Dataset entries
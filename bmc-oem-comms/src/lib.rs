// This Source Code Form is subject to the terms of the Mozilla Public
// License, v. 2.0. If a copy of the MPL was not distributed with this
// file, You can obtain one at https://mozilla.org/MPL/2.0/.

//! This crate drives the OEM BIOS update command set of a BMC over an
//! already-established IPMI session.
//!
//! The primary entry point is [`Bmc`], generic over the [`Transport`] that
//! carries requests. [`IpmitoolTransport`] is the stock transport.

mod bmc;
mod transport;

pub mod error;
pub mod ipmitool;

pub use bmc::run_firmware_update;
pub use bmc::BiosInfo;
pub use bmc::Bmc;
pub use bmc::UpdateConfig;
pub use bmc::UpdateProgress;
pub use bmc::DEFAULT_POLL_INTERVAL;
pub use ipmitool::IpmitoolConfig;
pub use ipmitool::IpmitoolTransport;
pub use tokio_util::sync::CancellationToken;
pub use transport::execute;
pub use transport::Transport;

▸ WHAT TO WORK ON
Which lines of the data contain the string "IpmitoolTransport"? Copy each one.

▸ FINISHED EXERCISE
//! carries requests. [`IpmitoolTransport`] is the stock transport.
pub use ipmitool::IpmitoolTransport;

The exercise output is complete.